Screen Shot 2017-07-17 at 11
Fox News

It's Sean Hannity's party, and he'll cry about Hillary Clinton if he wants to. He will do so even as Republican efforts to repeal and replace the Affordable Care Act collapse. He will do so if North Korea should decide to obliterate California. Oh, sure, he'll take a moment to mourn the Golden State...before returning to greater outrages, like Clinton's private email server.

If Fox & Friends sets U.S. President Donald Trump's agenda at the beginning of the day, Hannity is an evening venting session, exposing his deepest frustrations, outlining the bulging veins of his unceasing anger. As such, Hannity's show is infinitely more useful than the daily White House press briefing, as it is infinitely more forthright, not to mention always on the record. It is impossible to say just how much Hannity coordinates his messaging with the White House, if at all, but he seems to depict and predict the president's fixations with remarkable accuracy.

Those fixations involve, to a large extent, the woman Trump defeated last November. Listening to Hannity — or reading Trump's tweets — you'd be forgiven for thinking that Clinton was the president, or else the emboldened leader of an opposition party about to wrest power from Trump in some sort of coup. She is neither, of course, but the right's obsession with Clinton is revealing, for it shows just how thoroughly Trump and his most ardent supporters in the right-wing media remain mired in the past, how unwilling or unable they are to move beyond the grievances that animated his presidential campaign.

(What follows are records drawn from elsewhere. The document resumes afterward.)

//! Property-Based Tests for Cache Module
//!
//! Uses proptest to verify the store's core correctness properties:
//! round-trip storage, size accounting, capacity enforcement, oldest-first
//! eviction, and persistence identity.

use std::collections::HashMap;

use chrono::{TimeZone, Utc};
use proptest::prelude::*;
use tempfile::TempDir;

use crate::cache::record::ResponseRecord;
use crate::cache::store::CacheStore;

// == Test Configuration ==
const TEST_SIZE_LIMIT: u64 = 4096;

fn fresh_store(size_limit: u64) -> (TempDir, CacheStore) {
    let dir = tempfile::tempdir().expect("create temp dir");
    let store = CacheStore::load(dir.path().join("responseCache.dat"), size_limit)
        .expect("empty store");
    (dir, store)
}

/// Record with a deterministic creation time, `seq` seconds after epoch.
fn record_at(key: &str, payload: &str, seq: i64) -> ResponseRecord {
    ResponseRecord::with_created_at(key, payload, Utc.timestamp_opt(seq, 0).unwrap())
}

// == Strategies ==
/// Generates valid cache keys (URL-ish, never containing a newline)
fn valid_key_strategy() -> impl Strategy<Value = String> {
    "[a-zA-Z0-9_/:.-]{1,64}"
}

/// Generates payloads small enough to never trip the size-limit rejection
fn valid_payload_strategy() -> impl Strategy<Value = String> {
    "[a-zA-Z0-9 ]{0,128}"
}

/// Generates a sequence of cache operations for model-based testing
#[derive(Debug, Clone)]
enum CacheOp {
    Set { key: String, payload: String },
    Get { key: String },
    Remove { key: String },
}

fn cache_op_strategy() -> impl Strategy<Value = CacheOp> {
    prop_oneof![
        (valid_key_strategy(), valid_payload_strategy())
            .prop_map(|(key, payload)| CacheOp::Set { key, payload }),
        valid_key_strategy().prop_map(|key| CacheOp::Get { key }),
        valid_key_strategy().prop_map(|key| CacheOp::Remove { key }),
    ]
}

proptest! {
    #![proptest_config(ProptestConfig::with_cases(100))]

    // For all keys k: Get(k) after Set(k, p), with no intervening eviction
    // of k, returns p unchanged.
    #[test]
    fn prop_roundtrip_storage(key in valid_key_strategy(), payload in valid_payload_strategy()) {
        let (_dir, mut store) = fresh_store(TEST_SIZE_LIMIT);

        store.set(ResponseRecord::new(key.clone(), payload.clone())).unwrap();

        let record = store.get(&key).expect("record present");
        prop_assert_eq!(&record.payload, &payload, "Round-trip payload mismatch");
    }

    // For all operation sequences: the running size counter equals the sum
    // of live payload sizes, and never exceeds the limit after any call.
    #[test]
    fn prop_size_counter_accuracy(ops in prop::collection::vec(cache_op_strategy(), 1..60)) {
        let (_dir, mut store) = fresh_store(TEST_SIZE_LIMIT);
        // Shadow model of what should be live, maintained by replaying the
        // store's own eviction-free semantics plus observed removals
        let mut model: HashMap<String, String> = HashMap::new();

        for op in ops {
            match op {
                CacheOp::Set { key, payload } => {
                    store.set(ResponseRecord::new(key.clone(), payload.clone())).unwrap();
                    model.insert(key, payload);
                }
                CacheOp::Get { key } => {
                    let _ = store.get(&key);
                }
                CacheOp::Remove { key } => {
                    store.remove(&key);
                    model.remove(&key);
                }
            }

            // The model can only drift from the store through eviction;
            // drop model entries the store no longer holds
            let model_keys: Vec<String> = model.keys().cloned().collect();
            for key in model_keys {
                if store.get(key.as_str()).is_none() {
                    model.remove(&key);
                }
            }

            let expected: u64 = model.values().map(|p| p.len() as u64).sum();
            prop_assert_eq!(store.total_bytes(), expected, "Size counter drifted from live records");
            prop_assert!(
                store.total_bytes() <= TEST_SIZE_LIMIT,
                "Size counter {} exceeds limit {}",
                store.total_bytes(),
                TEST_SIZE_LIMIT
            );
        }
    }

    // For all Set sequences under a small limit: the bound holds after
    // every call, even when each call must evict.
    #[test]
    fn prop_capacity_enforcement(
        entries in prop::collection::vec(
            (valid_key_strategy(), "[a-zA-Z0-9]{1,64}"),
            1..100
        )
    ) {
        let limit = 256u64;
        let (_dir, mut store) = fresh_store(limit);

        for (key, payload) in entries {
            store.set(ResponseRecord::new(key, payload)).unwrap();
            prop_assert!(
                store.total_bytes() <= limit,
                "Total {} exceeds limit {}",
                store.total_bytes(),
                limit
            );
        }
    }

    // Removing an absent key succeeds and changes nothing.
    #[test]
    fn prop_remove_absent_is_noop(
        present in valid_key_strategy(),
        absent in valid_key_strategy(),
        payload in valid_payload_strategy()
    ) {
        prop_assume!(present != absent);
        let (_dir, mut store) = fresh_store(TEST_SIZE_LIMIT);
        store.set(ResponseRecord::new(present, payload)).unwrap();

        let before = store.total_bytes();
        prop_assert!(!store.remove(&absent));
        prop_assert_eq!(store.total_bytes(), before, "Counter changed on absent remove");
        prop_assert_eq!(store.len(), 1);
    }

    // Storing V1 then V2 under one key yields V2 and a single live record.
    #[test]
    fn prop_overwrite_semantics(
        key in valid_key_strategy(),
        first in valid_payload_strategy(),
        second in valid_payload_strategy()
    ) {
        let (_dir, mut store) = fresh_store(TEST_SIZE_LIMIT);

        store.set(ResponseRecord::new(key.clone(), first)).unwrap();
        store.set(ResponseRecord::new(key.clone(), second.clone())).unwrap();

        let record = store.get(&key).expect("record present");
        prop_assert_eq!(&record.payload, &second, "Overwrite should return new payload");
        prop_assert_eq!(store.len(), 1, "Overwrite should keep a single record");
    }

    // Eviction removes the oldest creation times first and never the
    // record that triggered it.
    #[test]
    fn prop_eviction_prefers_oldest(record_count in 3usize..12) {
        // Each record is 32 bytes; the limit fits all but one
        let limit = (record_count as u64 - 1) * 32;
        let (_dir, mut store) = fresh_store(limit);
        let payload = "x".repeat(32);

        for i in 0..record_count - 1 {
            store.set(record_at(&format!("key{i}"), &payload, 1000 + i as i64)).unwrap();
        }

        // The trigger record carries the oldest stamp of all, yet survives
        store.set(record_at("trigger", &payload, 1)).unwrap();

        prop_assert!(store.get("trigger").is_some(), "Just-inserted record must survive");
        prop_assert!(store.get("key0").is_none(), "Oldest record should be evicted");
        for i in 1..record_count - 1 {
            prop_assert!(
                store.get(&format!("key{i}")).is_some(),
                "Newer record key{} should survive a single eviction",
                i
            );
        }
    }

    // FlushAll empties the store and a reload of the backing file agrees.
    #[test]
    fn prop_flush_all_empties_store_and_disk(
        entries in prop::collection::vec(
            (valid_key_strategy(), valid_payload_strategy()),
            1..10
        )
    ) {
        let (dir, mut store) = fresh_store(TEST_SIZE_LIMIT);
        for (key, payload) in &entries {
            store.set(ResponseRecord::new(key.clone(), payload.clone())).unwrap();
        }

        store.flush_all().unwrap();

        prop_assert!(store.is_empty());
        prop_assert_eq!(store.total_bytes(), 0);
        for (key, _) in &entries {
            prop_assert!(store.get(key).is_none());
        }

        let reloaded = CacheStore::load(dir.path().join("responseCache.dat"), TEST_SIZE_LIMIT)
            .unwrap();
        prop_assert!(reloaded.is_empty(), "Backing file should hold zero records");
    }
}

// Persistence properties get fewer cases; each one touches the filesystem
proptest! {
    #![proptest_config(ProptestConfig::with_cases(32))]

    // Persist followed by load reproduces the exact record set.
    #[test]
    fn prop_persist_load_identity(
        entries in prop::collection::hash_map(
            valid_key_strategy(),
            valid_payload_strategy(),
            1..16
        )
    ) {
        let (dir, mut store) = fresh_store(TEST_SIZE_LIMIT);
        for (i, (key, payload)) in entries.iter().enumerate() {
            store.set(record_at(key, payload, 1000 + i as i64)).unwrap();
        }
        store.persist().unwrap();

        let mut reloaded = CacheStore::load(dir.path().join("responseCache.dat"), TEST_SIZE_LIMIT)
            .unwrap();
        prop_assert_eq!(reloaded.len(), entries.len());
        prop_assert_eq!(reloaded.total_bytes(), store.total_bytes());
        for (key, payload) in &entries {
            let record = reloaded.get(key).expect("record survives reload");
            prop_assert_eq!(&record.payload, payload);
        }
    }

    // A file truncated at any point loads without error and yields only
    // records that were originally stored.
    #[test]
    fn prop_truncated_file_loads_prefix(
        entries in prop::collection::hash_map(
            valid_key_strategy(),
            "[a-zA-Z0-9]{1,32}",
            2..10
        ),
        cut in 1usize..200
    ) {
        let (dir, mut store) = fresh_store(TEST_SIZE_LIMIT);
        for (i, (key, payload)) in entries.iter().enumerate() {
            store.set(record_at(key, payload, 1000 + i as i64)).unwrap();
        }
        store.persist().unwrap();

        let path = dir.path().join("responseCache.dat");
        let mut bytes = std::fs::read(&path).unwrap();
        let cut = cut.min(bytes.len().saturating_sub(1));
        bytes.truncate(bytes.len() - cut);
        std::fs::write(&path, bytes).unwrap();

        let mut reloaded = CacheStore::load(&path, TEST_SIZE_LIMIT).unwrap();
        prop_assert!(reloaded.len() < entries.len(), "Truncation must drop the damaged tail");
        let keys: Vec<String> = entries.keys().cloned().collect();
        for key in keys {
            if let Some(record) = reloaded.get(&key) {
                prop_assert_eq!(&record.payload, entries.get(record.key.as_str()).unwrap());
            }
        }
    }
}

"There are so many questions we need answers to," Hannity said darkly during the opening monologue of Monday's show. None of those questions had anything to do with Trump's own imperiled agenda. Instead, they involved Ukraine's alleged "collusion" with the Democratic candidate via a party operative unaffiliated with her campaign, an effort that involved a meeting Politico reported on months ago; a "massive scandal" that did involve American uranium sold to Russia, but did not involve Hillary Clinton; a dossier of compromising information on Trump, which was compiled by a British former spy and discounted by most mainstream news organizations because its contents could not be verified.

To hear Hannity, the main goal of the Trump administration is not to make America great again, but to keep running against Clinton as if it were still October and North Carolina were still in play, to relitigate every instance of dishonesty, real or imagined, that has ever attached itself to her name. Trump's own Twitter account brims with reminders of her supposed sins, as if he were a prosecutor trying a case before the public

HillaryClinton can illegally get the questions to the Debate & delete 33,000 emails but my son Don is being scorned by the Fake News Media?

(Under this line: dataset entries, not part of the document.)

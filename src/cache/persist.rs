//! Record Persister Module
//!
//! Serializes and deserializes single cache records to and from a byte
//! stream. One record is encoded as the key terminated by a newline,
//! followed by two length-prefixed fields: the creation timestamp as a
//! decimal millisecond tick string, then the payload.
//!
//! The stream carries no header, version tag, or checksum, so decode
//! failures are the only signal of format drift or disk corruption. The
//! store compensates by counting corrupt records rather than crashing.

use std::io::{BufRead, ErrorKind, Write};

use chrono::{DateTime, Utc};

use crate::cache::record::ResponseRecord;
use crate::error::{CacheError, Result};

/// Upper bound on a single length-prefixed field.
///
/// A corrupted length prefix must not turn into a multi-gigabyte
/// allocation; anything above this reads as a corrupt record.
const MAX_FIELD_LEN: u32 = 256 * 1024 * 1024;

// == Record Persister Trait ==
/// Serializes one record type to and from a byte stream.
///
/// Pluggable per record type; [`ResponsePersister`] is the implementation
/// for response records. `read` reports a truncated or malformed record as
/// [`CacheError::CorruptRecord`], a recoverable condition the store
/// handles without aborting the whole cache.
pub trait RecordPersister {
    /// The record type this persister understands.
    type Record;

    /// Serializes one record to the stream.
    fn write<W: Write>(&self, writer: &mut W, record: &Self::Record) -> Result<()>;

    /// Deserializes one record from the stream.
    ///
    /// Returns `Ok(None)` at a clean end-of-stream (no bytes before the
    /// next record would start) and `Err(CacheError::CorruptRecord)` when
    /// the stream ends or misparses mid-record.
    fn read<R: BufRead>(&self, reader: &mut R) -> Result<Option<Self::Record>>;
}

// == Response Persister ==
/// Persister for [`ResponseRecord`] values.
#[derive(Debug, Clone, Copy, Default)]
pub struct ResponsePersister;

impl RecordPersister for ResponsePersister {
    type Record = ResponseRecord;

    fn write<W: Write>(&self, writer: &mut W, record: &ResponseRecord) -> Result<()> {
        writer.write_all(record.key.as_bytes())?;
        writer.write_all(b"\n")?;

        let ticks = record.created_at.timestamp_millis().to_string();
        write_field(writer, ticks.as_bytes())?;
        write_field(writer, record.payload.as_bytes())?;
        Ok(())
    }

    fn read<R: BufRead>(&self, reader: &mut R) -> Result<Option<ResponseRecord>> {
        let key = match read_key(reader)? {
            Some(key) => key,
            None => return Ok(None),
        };

        let ticks_bytes = read_field(reader)?;
        let ticks = std::str::from_utf8(&ticks_bytes)
            .map_err(|_| corrupt("timestamp field is not UTF-8"))?
            .parse::<i64>()
            .map_err(|_| corrupt("timestamp field is not an integer tick count"))?;
        let created_at = DateTime::<Utc>::from_timestamp_millis(ticks)
            .ok_or_else(|| corrupt("timestamp tick count out of range"))?;

        let payload_bytes = read_field(reader)?;
        let payload = String::from_utf8(payload_bytes)
            .map_err(|_| corrupt("payload field is not UTF-8"))?;

        Ok(Some(ResponseRecord::with_created_at(key, payload, created_at)))
    }
}

/// Writes one length-prefixed field: u32 little-endian byte count, then the bytes.
fn write_field<W: Write>(writer: &mut W, bytes: &[u8]) -> Result<()> {
    writer.write_all(&(bytes.len() as u32).to_le_bytes())?;
    writer.write_all(bytes)?;
    Ok(())
}

/// Reads the newline-terminated key.
///
/// Returns `Ok(None)` when the stream is already exhausted; a key with no
/// terminating newline before EOF is a truncated record.
fn read_key<R: BufRead>(reader: &mut R) -> Result<Option<String>> {
    let mut buf = Vec::new();
    let read = reader.read_until(b'\n', &mut buf)?;
    if read == 0 {
        return Ok(None);
    }
    if buf.last() != Some(&b'\n') {
        return Err(corrupt("record key not terminated before end of stream"));
    }
    buf.pop();
    String::from_utf8(buf)
        .map(Some)
        .map_err(|_| corrupt("record key is not UTF-8"))
}

/// Reads one length-prefixed field, treating any short read as corruption.
fn read_field<R: BufRead>(reader: &mut R) -> Result<Vec<u8>> {
    let mut len_bytes = [0u8; 4];
    read_exact(reader, &mut len_bytes)?;
    let len = u32::from_le_bytes(len_bytes);
    if len > MAX_FIELD_LEN {
        return Err(corrupt("field length prefix exceeds maximum"));
    }

    let mut bytes = vec![0u8; len as usize];
    read_exact(reader, &mut bytes)?;
    Ok(bytes)
}

/// `read_exact` with end-of-stream mapped to a corrupt-record error.
fn read_exact<R: BufRead>(reader: &mut R, buf: &mut [u8]) -> Result<()> {
    reader.read_exact(buf).map_err(|e| {
        if e.kind() == ErrorKind::UnexpectedEof {
            corrupt("record truncated mid-field")
        } else {
            CacheError::Io(e)
        }
    })
}

fn corrupt(detail: &str) -> CacheError {
    CacheError::CorruptRecord(detail.to_string())
}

— Donald J. Trump (@realDonaldTrump) July 16, 2017

Why aren't the same standards placed on the Democrats. Look what Hillary Clinton may have gotten away with. Disgraceful!

— Donald J. Trump (@realDonaldTrump) July 12, 2017

Other right-wing outlets have taken the cue.

"One of the most serious cases of foreign intervention in a U.S. election actually occurred on behalf of the Clintons," declared Breitbart News on Monday in recounting the obscure story of an Indonesian billionaire who may have had some pull with Bill and Hillary Clinton.

The Daily Caller, meanwhile, thought this the proper time to interview a retired diplomat who criticized Clinton for her "mind-boggling" lack of muscular response to Russia's explulsion in 2012, when she was Secretary of State, of the U.S. Agency for International Development.

Why now? Why not!

The constant references to Clinton are intended as cover: If she did it, why can't Trump? Nevermind that an ill-advised meeting with a Ukrainian ambassador is nothing compared to a concerted campaign that may well have enlisted Russian hackers; that the Clintons' influence-peddling is dwarfed many times over by Trump's blatant disregard for ethics, personal, governmental or otherwise; that, above all, Clinton's errors do not license Trump's transgressions.

Republicans seem to treat the Clintons' secrecy and ocassional dishonesty as some new revelation, one that should shock all Americans into immediatelly taking stock of their deepest civic convictions, when it was precisely those qualities that gave many Democrats discomfort during both the Democratic primary and the general election. Clinton compounded those worries with her own sometimes inexplicable behavior, such as the protracted refusal to apologize for setting up a private email server or the extended drama over her speeches to Goldman Sachs. That's why she lost. That's why Trump is president.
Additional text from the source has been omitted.